So, looking, obviously something's happening there at the gut level, and the potential now of modulating the gut microbiome with dietary, polar lipids is starting to become an area of interest.

And the sphingolipid fraction is reported to possess antibacterial effects and supplementing with milk polar lipids has been shown to promote an increase in the beneficial bifidobacteria in several pre-clinical studies, but we do need to follow that up with some clinical studies to confirm those effects.

And so I'll leave you now with , some exciting news, letting you know that coming soon from Volactiv is a new product to support healthy immune function.

And it will be a, it's a whey protein concentrate enriched in immunoglobulins, lactoferrrin and milk polar lipids.

And it will, it's a, a, a natural source of highly bioavailable B12 and selenium.

So look out for that and thank you very much.

Thank you very much for this great presentation, Alisa, and also to Glenn, who we heard from earlier.

Some very interesting insights from the both of you.

This is Elizabeth Green once again from Food Ingredients First, and I'll now open a Q&A session with our speakers and listeners.

Some great questions have already been sent in, so thank you to our listeners in advance.

Now our first question is for Alisa, and is, what is the advantage to getting B12 and selenium from whey versus supplement?

Alisa, over to you.

Hi, thanks for the question.

It's a good one.

Yes.

So, you can definitely buy supplements out there with those micronutrients in them, but, in a way, it's naturally present.

And, generally with animal products and, and, whole foods, micronutrients are more bioavailable.

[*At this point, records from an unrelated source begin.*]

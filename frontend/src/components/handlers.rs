use super::super::{Model, Msg};
use super::utils::first_file;
use gloo_file::File as GlooFile;
use gloo_timers::callback::Interval;
use intake::{Completion, Effect, FileMetadata, Handoff, Outcome, Selection, Ticket};
use crate::media::BrowserStream;
use std::rc::Rc;
use wasm_bindgen_futures::spawn_local;
use web_sys::{ClipboardEvent, DragEvent, FileList};
use yew::prelude::*;

/// Runs an effect off the update loop and feeds its completion back in.
pub fn spawn_effect(model: &Model, ctx: &Context<Model>, effect: Effect) {
    let runner = Rc::clone(&model.runner);
    let link = ctx.link().clone();
    log::debug!("Running effect {}", effect.ticket());
    spawn_local(async move {
        let completion = runner.run(effect).await;
        link.send_message(Msg::Completed(completion));
    });
}

pub fn handle_file_chosen(model: &mut Model, ctx: &Context<Model>, file: GlooFile) -> bool {
    let metadata = FileMetadata::new(file.name(), file.raw_mime_type(), file.size());
    model.live_interval = None;
    model.file_reader = None;

    match model.controller.select_file(metadata) {
        Ok(Selection::Rejected(validation)) => {
            log::warn!("Rejected {}: {:?}", file.name(), validation.kinds());
            model.error = None;
        }
        Ok(Selection::ReadBytes(ticket)) => {
            model.error = None;
            let link = ctx.link().clone();
            let reader = gloo_file::callbacks::read_as_bytes(&file, move |bytes| {
                link.send_message(Msg::FileLoaded(ticket, bytes.map_err(|e| e.to_string())));
            });
            model.file_reader = Some(reader);
        }
        Err(violation) => model.error = Some(violation.to_string()),
    }

    true
}

pub fn handle_file_loaded(model: &mut Model, ticket: Ticket, bytes: Result<Vec<u8>, String>) -> bool {
    model.file_reader = None;
    !matches!(model.controller.file_loaded(ticket, bytes), Outcome::Discarded)
}

pub fn handle_clear(model: &mut Model) -> bool {
    model.file_reader = None;
    model.live_interval = None;
    model.error = None;
    model.controller.clear();
    true
}

pub fn handle_open_camera(model: &mut Model, ctx: &Context<Model>) -> bool {
    model.file_reader = None;
    match model.controller.open_camera() {
        Ok(Some(effect)) => {
            model.error = None;
            spawn_effect(model, ctx, effect);
            true
        }
        Ok(None) => false,
        Err(violation) => {
            model.error = Some(violation.to_string());
            true
        }
    }
}

pub fn handle_close_camera(model: &mut Model) -> bool {
    model.live_interval = None;
    model.controller.close_camera()
}

pub fn handle_capture_frame(model: &mut Model) -> bool {
    model.live_interval = None;
    match model.controller.capture_frame() {
        Ok(()) => model.error = None,
        Err(e) => {
            log::warn!("Capture failed: {}", e);
            model.error = Some(e.to_string());
        }
    }
    true
}

pub fn handle_start_live_detection(model: &mut Model, ctx: &Context<Model>) -> bool {
    match model.controller.start_live_detection() {
        Ok(first_pass) => {
            if let Some(effect) = first_pass {
                spawn_effect(model, ctx, effect);
            }
            if model.live_interval.is_none() {
                let link = ctx.link().clone();
                let interval = Interval::new(model.config.detection.live_interval_ms, move || {
                    link.send_message(Msg::LiveTick)
                });
                model.live_interval = Some(interval);
            }
            model.error = None;
        }
        Err(e) => model.error = Some(e.to_string()),
    }
    true
}

pub fn handle_stop_live_detection(model: &mut Model) -> bool {
    model.live_interval = None;
    model.controller.stop_live_detection();
    true
}

pub fn handle_live_tick(model: &mut Model, ctx: &Context<Model>) -> bool {
    match model.controller.poll_live_detection() {
        Some(effect) => {
            spawn_effect(model, ctx, effect);
            true
        }
        None => false,
    }
}

pub fn handle_analyze(model: &mut Model, ctx: &Context<Model>) -> bool {
    match model.controller.analyze() {
        Ok(effect) => {
            model.error = None;
            spawn_effect(model, ctx, effect);
        }
        Err(violation) => model.error = Some(violation.to_string()),
    }
    true
}

pub fn handle_retry(model: &mut Model, ctx: &Context<Model>) -> bool {
    match model.controller.retry() {
        Ok(effect) => {
            model.error = None;
            spawn_effect(model, ctx, effect);
        }
        Err(violation) => model.error = Some(violation.to_string()),
    }
    true
}

pub fn handle_completed(model: &mut Model, completion: Completion<BrowserStream>) -> bool {
    match model.controller.complete(completion) {
        Outcome::Discarded => false,
        Outcome::Applied => true,
        Outcome::Surfaced(e) => {
            model.live_interval = None;
            model.error = Some(e.to_string());
            true
        }
        Outcome::Handoff(Handoff::Completed(report)) => {
            log::info!(
                "Candidate {} analysed: {} ({:.1}%)",
                report.candidate_id,
                report.result.condition_label,
                report.result.confidence_percent
            );
            true
        }
        Outcome::Handoff(Handoff::Failed { candidate_id, error }) => {
            log::warn!("Candidate {} failed: {}", candidate_id, error);
            true
        }
    }
}

pub fn handle_drop(model: &mut Model, ctx: &Context<Model>, event: DragEvent) -> bool {
    event.prevent_default();
    model.is_dragging = false;

    if let Some(data_transfer) = event.data_transfer() {
        if let Some(file_list) = data_transfer.files() {
            process_file_list(ctx, file_list);
        }
    }

    true
}

pub fn handle_paste(_model: &mut Model, ctx: &Context<Model>, event: ClipboardEvent) -> bool {
    if let Some(data_transfer) = event.clipboard_data() {
        if let Some(file_list) = data_transfer.files() {
            if file_list.length() > 0 {
                event.prevent_default();
                process_file_list(ctx, file_list);
                return true;
            }
        }
    }
    false
}

/// Only the first file is taken; acceptance is left to the validator.
pub fn process_file_list(ctx: &Context<Model>, file_list: FileList) {
    if file_list.length() > 1 {
        log::info!("{} files provided, using the first", file_list.length());
    }
    if let Some(file) = first_file(&file_list) {
        ctx.link().send_message(Msg::FileChosen(file));
    }
}
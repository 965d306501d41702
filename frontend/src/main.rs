use gloo_events::EventListener;
use gloo_file::callbacks::FileReader;
use gloo_timers::callback::Interval;
use intake::{AcquisitionController, Completion, DetectionPipeline, EffectRunner, IntakeConfig, Ticket};
use std::rc::Rc;
use wasm_bindgen::JsCast;
use web_sys::{ClipboardEvent, DragEvent, HtmlVideoElement};
use yew::prelude::*;

mod api;
mod components;
mod media;

use api::HttpAnalysisService;
use components::{camera_panel, handlers, header, preview_area, results, upload_section, utils};
use media::{BrowserMediaDevices, BrowserStream, BrowserTimer};

const SHIPPED_CONFIG: &str = include_str!("../../config/intake.yaml");

type Runner = EffectRunner<BrowserMediaDevices, HttpAnalysisService, BrowserTimer>;

// Yew msg components
pub enum Msg {
    // File intake
    FileChosen(gloo_file::File),
    FileLoaded(Ticket, Result<Vec<u8>, String>),
    Clear,

    // Camera
    OpenCamera,
    CloseCamera,
    CaptureFrame,
    StartLiveDetection,
    StopLiveDetection,
    LiveTick,

    // Analysis
    Analyze,
    Retry,
    Completed(Completion<BrowserStream>),

    // UI states
    SetDragging(bool),

    // Input events
    HandleDrop(DragEvent),
    HandlePaste(ClipboardEvent),
}

// Main component
pub struct Model {
    pub controller: AcquisitionController<BrowserStream>,
    pub runner: Rc<Runner>,
    pub config: IntakeConfig,
    pub file_reader: Option<FileReader>,
    pub live_interval: Option<Interval>,
    pub error: Option<String>,
    pub is_dragging: bool,
    pub video_ref: NodeRef,
    paste_listener: Option<EventListener>,
}

fn load_config() -> IntakeConfig {
    match IntakeConfig::from_yaml_str(SHIPPED_CONFIG) {
        Ok(config) => config,
        Err(e) => {
            log::error!("Bundled intake config rejected, using defaults: {}", e);
            IntakeConfig::default()
        }
    }
}

impl Component for Model {
    type Message = Msg;
    type Properties = ();

    fn create(ctx: &Context<Self>) -> Self {
        let config = load_config();
        let pipeline = DetectionPipeline::new(
            HttpAnalysisService::new(config.detection.endpoint.clone()),
            BrowserTimer,
            config.detection.request_timeout(),
        );

        let mut model = Self {
            controller: AcquisitionController::new(&config),
            runner: Rc::new(EffectRunner::new(BrowserMediaDevices, pipeline)),
            config,
            file_reader: None,
            live_interval: None,
            error: None,
            is_dragging: false,
            video_ref: NodeRef::default(),
            paste_listener: None,
        };

        if let Some(window) = web_sys::window() {
            let link = ctx.link().clone();
            let listener = EventListener::new(&window, "paste", move |event| {
                if let Some(clipboard_event) = event.dyn_ref::<ClipboardEvent>() {
                    link.send_message(Msg::HandlePaste(clipboard_event.clone()));
                }
            });
            model.paste_listener = Some(listener);
        }

        model
    }

    fn update(&mut self, ctx: &Context<Self>, msg: Self::Message) -> bool {
        match msg {
            Msg::FileChosen(file) => handlers::handle_file_chosen(self, ctx, file),
            Msg::FileLoaded(ticket, bytes) => handlers::handle_file_loaded(self, ticket, bytes),
            Msg::Clear => handlers::handle_clear(self),

            Msg::OpenCamera => handlers::handle_open_camera(self, ctx),
            Msg::CloseCamera => handlers::handle_close_camera(self),
            Msg::CaptureFrame => handlers::handle_capture_frame(self),
            Msg::StartLiveDetection => handlers::handle_start_live_detection(self, ctx),
            Msg::StopLiveDetection => handlers::handle_stop_live_detection(self),
            Msg::LiveTick => handlers::handle_live_tick(self, ctx),

            Msg::Analyze => handlers::handle_analyze(self, ctx),
            Msg::Retry => handlers::handle_retry(self, ctx),
            Msg::Completed(completion) => handlers::handle_completed(self, completion),

            Msg::SetDragging(is_dragging) => {
                self.is_dragging = is_dragging;
                true
            }

            Msg::HandleDrop(event) => handlers::handle_drop(self, ctx, event),
            Msg::HandlePaste(event) => handlers::handle_paste(self, ctx, event),
        }
    }

    fn view(&self, ctx: &Context<Self>) -> Html {
        html! {
            <div class="container">
                { header::render_header() }

                <main class="main-content">
                { upload_section::render_upload_section(self, ctx) }
                { preview_area::render_preview_area(self, ctx) }
                { camera_panel::render_camera_panel(self, ctx) }
                { utils::render_error_message(self) }
                { results::render_results(self, ctx) }
                </main>

                <footer class="app-footer">
                    { upload_section::render_disclaimer() }
                </footer>
            </div>
        }
    }

    fn rendered(&mut self, _ctx: &Context<Self>, _first_render: bool) {
        let Some(video) = self.video_ref.cast::<HtmlVideoElement>() else {
            return;
        };
        let stream = self.controller.preview_stream().map(BrowserStream::media_stream);
        if video.src_object().as_ref() != stream {
            video.set_src_object(stream);
        }
    }

    fn destroy(&mut self, _ctx: &Context<Self>) {
        self.live_interval = None;
        self.file_reader = None;
        self.controller.teardown();
    }
}

fn main() {
    wasm_logger::init(wasm_logger::Config::default());
    log::info!("App starting...");
    yew::Renderer::<Model>::new().render();
}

So they're more absorbed and, , they're maybe less hard on the GI tract while some supplements can cause GI discomfort.

So it's generally recommended that you can take, get your nutrients that way, if possible.

I see, thank you, that's very interesting.

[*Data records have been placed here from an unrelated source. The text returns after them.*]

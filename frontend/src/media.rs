//! Browser-backed camera access and timers.

use std::future::Future;
use std::time::Duration;

use intake::{CaptureError, DeviceAccessDenied, MediaDevices, RawFrame, Timer, VideoStream};
use js_sys::{Object, Reflect};
use shared::FacingMode;
use wasm_bindgen::{JsCast, JsValue};
use wasm_bindgen_futures::JsFuture;
use web_sys::{
    CanvasRenderingContext2d, HtmlCanvasElement, HtmlVideoElement, MediaStream,
    MediaStreamConstraints, MediaStreamTrack,
};

/// `navigator.mediaDevices`, video only.
pub struct BrowserMediaDevices;

impl MediaDevices for BrowserMediaDevices {
    type Stream = BrowserStream;

    async fn request_stream(&self, facing: FacingMode) -> Result<BrowserStream, DeviceAccessDenied> {
        let window = web_sys::window().ok_or_else(|| DeviceAccessDenied::new("no window available"))?;
        let devices = window.navigator().media_devices().map_err(describe)?;

        let video = Object::new();
        Reflect::set(&video, &"facingMode".into(), &facing.to_string().into()).map_err(describe)?;
        let constraints = MediaStreamConstraints::new();
        constraints.set_video(&video);
        constraints.set_audio(&JsValue::FALSE);

        let promise = devices
            .get_user_media_with_constraints(&constraints)
            .map_err(describe)?;
        let stream: MediaStream = JsFuture::from(promise)
            .await
            .map_err(describe)?
            .dyn_into()
            .map_err(describe)?;

        log::info!("Camera stream granted ({} facing)", facing);
        BrowserStream::attach(stream.clone()).map_err(|e| {
            stop_tracks(&stream);
            describe(e)
        })
    }
}

/// A granted stream plus the offscreen elements used to sample it.
pub struct BrowserStream {
    stream: MediaStream,
    video: HtmlVideoElement,
    canvas: HtmlCanvasElement,
}

impl BrowserStream {
    fn attach(stream: MediaStream) -> Result<Self, JsValue> {
        let document = web_sys::window()
            .and_then(|w| w.document())
            .ok_or_else(|| JsValue::from_str("no document available"))?;

        let video: HtmlVideoElement = document.create_element("video")?.dyn_into()?;
        video.set_muted(true);
        video.set_autoplay(true);
        video.set_attribute("playsinline", "")?;
        video.set_src_object(Some(&stream));
        // Resolves once frames flow; sampling before then reports NotReady.
        let _ = video.play()?;

        let canvas: HtmlCanvasElement = document.create_element("canvas")?.dyn_into()?;

        Ok(Self { stream, video, canvas })
    }

    pub fn media_stream(&self) -> &MediaStream {
        &self.stream
    }

    fn context(&self) -> Result<CanvasRenderingContext2d, CaptureError> {
        self.canvas
            .get_context("2d")
            .map_err(capture_error)?
            .ok_or_else(|| CaptureError::Device("2d canvas context unavailable".into()))?
            .dyn_into()
            .map_err(|_| CaptureError::Device("unexpected canvas context type".into()))
    }
}

impl VideoStream for BrowserStream {
    fn resolution(&self) -> (u32, u32) {
        (self.video.video_width(), self.video.video_height())
    }

    fn sample_frame(&self) -> Result<RawFrame, CaptureError> {
        let (width, height) = self.resolution();
        if width == 0 || height == 0 {
            return Err(CaptureError::NotReady);
        }

        self.canvas.set_width(width);
        self.canvas.set_height(height);
        let context = self.context()?;
        context
            .draw_image_with_html_video_element(&self.video, 0.0, 0.0)
            .map_err(capture_error)?;
        let data = context
            .get_image_data(0.0, 0.0, f64::from(width), f64::from(height))
            .map_err(capture_error)?;

        Ok(RawFrame {
            width,
            height,
            rgba: data.data().0,
        })
    }

    fn stop(&mut self) {
        stop_tracks(&self.stream);
        self.video.set_src_object(None);
        log::info!("Camera stream stopped");
    }
}

fn stop_tracks(stream: &MediaStream) {
    for track in stream.get_tracks().iter() {
        if let Ok(track) = track.dyn_into::<MediaStreamTrack>() {
            track.stop();
        }
    }
}

/// Pulls `name: message` out of a rejected DOM promise.
fn js_reason(err: &JsValue) -> String {
    let field = |key: &str| {
        Reflect::get(err, &JsValue::from_str(key))
            .ok()
            .and_then(|v| v.as_string())
    };
    match (field("name"), field("message")) {
        (Some(name), Some(message)) if !message.is_empty() => format!("{name}: {message}"),
        (Some(text), _) | (None, Some(text)) => text,
        (None, None) => err.as_string().unwrap_or_else(|| "unknown error".to_string()),
    }
}

fn describe(err: impl Into<JsValue>) -> DeviceAccessDenied {
    DeviceAccessDenied::new(js_reason(&err.into()))
}

fn capture_error(err: JsValue) -> CaptureError {
    CaptureError::Device(js_reason(&err))
}

pub struct BrowserTimer;

impl Timer for BrowserTimer {
    fn sleep(&self, duration: Duration) -> impl Future<Output = ()> {
        gloo_timers::future::sleep(duration)
    }
}
use std::time::Duration;

use crate::controller::{Operation, StateKind};

/// Calling an operation from a state that does not permit it. The controller
/// rejects the call and leaves its state untouched.
#[derive(Debug, Clone, PartialEq, Eq, thiserror::Error)]
#[error("{operation} is not permitted while {state}")]
pub struct ContractViolation {
    pub operation: Operation,
    pub state: StateKind,
}

#[derive(Debug, Clone, PartialEq, Eq, thiserror::Error)]
#[error("camera access denied: {reason}")]
pub struct DeviceAccessDenied {
    pub reason: String,
}

impl DeviceAccessDenied {
    pub fn new(reason: impl Into<String>) -> Self {
        Self {
            reason: reason.into(),
        }
    }
}

#[derive(Debug, Clone, PartialEq, Eq, thiserror::Error)]
pub enum CaptureError {
    #[error("no active camera session")]
    NoActiveSession,
    #[error("camera stream has no frame yet")]
    NotReady,
    #[error("frame buffer does not match {width}x{height}")]
    MalformedFrame { width: u32, height: u32 },
    #[error("frame encoding failed: {0}")]
    Encoding(String),
    #[error("frame capture failed: {0}")]
    Device(String),
}

impl From<image::ImageError> for CaptureError {
    fn from(err: image::ImageError) -> Self {
        CaptureError::Encoding(err.to_string())
    }
}

/// Failures of a detection request. All of them are recoverable and leave the
/// caller free to retry.
#[derive(Debug, Clone, PartialEq, Eq, thiserror::Error)]
pub enum DetectionError {
    #[error("network unavailable: {0}")]
    NetworkUnavailable(String),
    #[error("analysis service error: {message}")]
    ServiceError {
        status: Option<u16>,
        message: String,
    },
    #[error("analysis timed out after {}ms", .0.as_millis())]
    Timeout(Duration),
}

impl DetectionError {
    pub fn service(status: Option<u16>, message: impl Into<String>) -> Self {
        DetectionError::ServiceError {
            status,
            message: message.into(),
        }
    }
}

#[derive(Debug, Clone, PartialEq, Eq, thiserror::Error)]
pub enum AcquisitionError {
    #[error(transparent)]
    Contract(#[from] ContractViolation),
    #[error("camera unavailable: {0}")]
    CameraUnavailable(#[from] DeviceAccessDenied),
    #[error(transparent)]
    Capture(#[from] CaptureError),
}

#[derive(Debug, thiserror::Error)]
pub enum ConfigError {
    #[error("IO error: {0}")]
    Io(#[from] std::io::Error),
    #[error("YAML error: {0}")]
    Yaml(#[from] serde_yaml::Error),
    #[error("Invalid configuration: {0}")]
    Invalid(String),
}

OK, I'm gonna move across to Glenn now.

Our first question for Glen is looking at the athlete's risk factors you mentioned at the beginning, it's included things like psychological stress.

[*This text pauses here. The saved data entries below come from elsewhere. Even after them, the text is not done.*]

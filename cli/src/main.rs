mod client;
mod session;

use std::path::PathBuf;
use std::process::ExitCode;

use clap::{Parser, Subcommand};
use intake::{AcquisitionController, ConfigError, DetectionPipeline, EffectRunner, IntakeConfig, NoDevices};
use shared::FacingMode;
use thiserror::Error;

use client::{ReqwestAnalysisService, TokioTimer, resolve_endpoint};
use session::{Report, Runner};

const DEFAULT_CONFIG: &str = "config/intake.yaml";

#[derive(Error, Debug)]
enum CliError {
    #[error("Config error: {0}")]
    Config(#[from] ConfigError),
    #[error("URL parsing failed: {0}")]
    Url(#[from] url::ParseError),
    #[error("JSON encoding failed: {0}")]
    Json(#[from] serde_json::Error),
    #[error(transparent)]
    Acquisition(#[from] intake::AcquisitionError),
}

#[derive(Parser, Debug)]
#[command(author, version, about = "Validate skin images and submit them for analysis")]
struct Args {
    /// Intake configuration (YAML). Built-in defaults apply when the file is absent.
    #[arg(long, global = true, default_value = DEFAULT_CONFIG)]
    config: PathBuf,
    /// Base URL a relative analysis endpoint is resolved against.
    #[arg(long, global = true, env = "INTAKE_BASE_URL", default_value = "http://localhost:8080")]
    base_url: String,
    /// Analysis endpoint, overriding the configured one.
    #[arg(long, global = true, env = "INTAKE_ENDPOINT")]
    endpoint: Option<String>,
    /// Print one JSON report per file instead of text.
    #[arg(long, global = true)]
    json: bool,
    #[command(subcommand)]
    command: Command,
}

#[derive(Subcommand, Debug)]
enum Command {
    /// Check files against the acceptance policy without submitting them.
    Check { files: Vec<PathBuf> },
    /// Check files and submit accepted ones for analysis.
    Analyze {
        files: Vec<PathBuf>,
        /// Extra submissions after a failed analysis.
        #[arg(long, default_value_t = 0)]
        retries: u32,
    },
    /// Try to open a camera on this host.
    Camera {
        #[arg(long)]
        facing: Option<FacingMode>,
    },
}

fn load_config(args: &Args) -> Result<IntakeConfig, CliError> {
    let mut config = if args.config.exists() {
        IntakeConfig::load(&args.config)?
    } else {
        log::warn!("{} not found, using default intake config", args.config.display());
        IntakeConfig::default()
    };
    if let Some(endpoint) = &args.endpoint {
        config.detection.endpoint = endpoint.clone();
    }
    config.validate()?;
    Ok(config)
}

fn build_runner(args: &Args, config: &IntakeConfig) -> Result<Runner, CliError> {
    let endpoint = resolve_endpoint(&args.base_url, &config.detection.endpoint)?;
    let pipeline = DetectionPipeline::new(
        ReqwestAnalysisService::new(endpoint),
        TokioTimer,
        config.detection.request_timeout(),
    );
    log::info!("Analysis endpoint: {}", pipeline.service().endpoint());
    Ok(EffectRunner::new(NoDevices, pipeline))
}

fn print_report(report: &Report, json: bool) -> Result<(), CliError> {
    if json {
        println!("{}", serde_json::to_string(report)?);
        return Ok(());
    }
    match report {
        Report::Rejected { file, violations } => {
            println!("{file}: rejected");
            for violation in violations {
                println!("  - {violation}");
            }
        }
        Report::Accepted {
            file,
            size_bytes,
            dimensions,
        } => {
            let dims = dimensions.map(|(w, h)| format!(", {w}x{h}")).unwrap_or_default();
            println!(
                "{file}: accepted ({:.2} MB{dims})",
                *size_bytes as f64 / (1024.0 * 1024.0)
            );
        }
        Report::Analyzed { file, result } => {
            let severity = result
                .severity
                .as_deref()
                .map(|s| format!(", severity {s}"))
                .unwrap_or_default();
            println!(
                "{file}: {} ({:.1}% confidence{severity})",
                result.condition_label, result.confidence_percent
            );
        }
        Report::Failed { file, attempts, error } => {
            println!("{file}: failed after {attempts} attempt(s): {error}");
        }
    }
    Ok(())
}

async fn run(args: Args) -> Result<bool, CliError> {
    let config = load_config(&args)?;
    let runner = build_runner(&args, &config)?;
    let mut controller = AcquisitionController::new(&config);

    let mut all_ok = true;
    match &args.command {
        Command::Check { files } => {
            for path in files {
                let report = session::load_file(&mut controller, path).await?;
                all_ok &= report.is_success();
                print_report(&report, args.json)?;
                controller.clear();
            }
        }
        Command::Analyze { files, retries } => {
            for path in files {
                let report = session::analyze_file(&mut controller, &runner, path, *retries).await?;
                all_ok &= report.is_success();
                print_report(&report, args.json)?;
                controller.clear();
            }
        }
        Command::Camera { facing } => {
            if let Some(facing) = facing {
                controller.set_facing(*facing);
            }
            if session::check_camera(&mut controller, &runner).await? {
                println!("Camera opened");
            } else {
                println!("Camera unavailable");
                all_ok = false;
            }
        }
    }
    controller.teardown();
    Ok(all_ok)
}

#[tokio::main(flavor = "current_thread")]
async fn main() -> ExitCode {
    dotenv::dotenv().ok();
    env_logger::init_from_env(env_logger::Env::new().default_filter_or("info"));

    let args = Args::parse();
    match run(args).await {
        Ok(true) => ExitCode::SUCCESS,
        Ok(false) => ExitCode::from(1),
        Err(e) => {
            log::error!("{}", e);
            eprintln!("error: {e}");
            ExitCode::from(2)
        }
    }
}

So does this mean that psychological stress can increase infection risk?

Yeah absolutely and it's it's you know we we've got a kind of a long history of of thinking about individuals under physical stress might be at an increased risk because they're putting physiological stress on the body and potentially stress on the immune system but there's, you know, they often overlook the other areas of life you know because you you you know we're thinking about athletes, but athletes are people.

And there's lots of other risk factors, so all of the ones that I showed up there, but yes, psychological stress is, is definitely, it can have massive physical and physiological effects, and there's actually been some really nice studies looking at psychological stress in isolation.

And there was quite an, an interesting study back from the early 90s now where they actually inoculated people or they exposed them with to, to live upper respiratory viruses, so things like rhinovirus, which is one of the viruses that causes the common cold.

And they, they looked at people and they categorized their, their stress from a general psychological stress index, and what they found was people with lower stress, when they were exposed to that virus, they were more likely able to fight it off.

People with higher stress were more likely to suffer.

And actually become infected rather than be able to fight it off, so yeah, there's definitely really robust evidence showing psychological stress in isolation, can definitely be a, a significant factor in lowering your defenses and, and, and making you less able to fight off these things.

Perfect, Ben, thank you.

That's some really interesting insights from you there.

Our next question now is for Alisa again.

So I'm gonna jump back to you, Alisa.

And the question from our listener is, what is the recommended amount of whey protein to take for immune health?

OK, that's a really good question.

And actually, you know, I, I'd appreciate maybe your input on this too, Glenn, because that study you showed by Ollie Whittard, that's quite interesting and it, they did use the waste supplementation there to increase the amounts on a daily basis.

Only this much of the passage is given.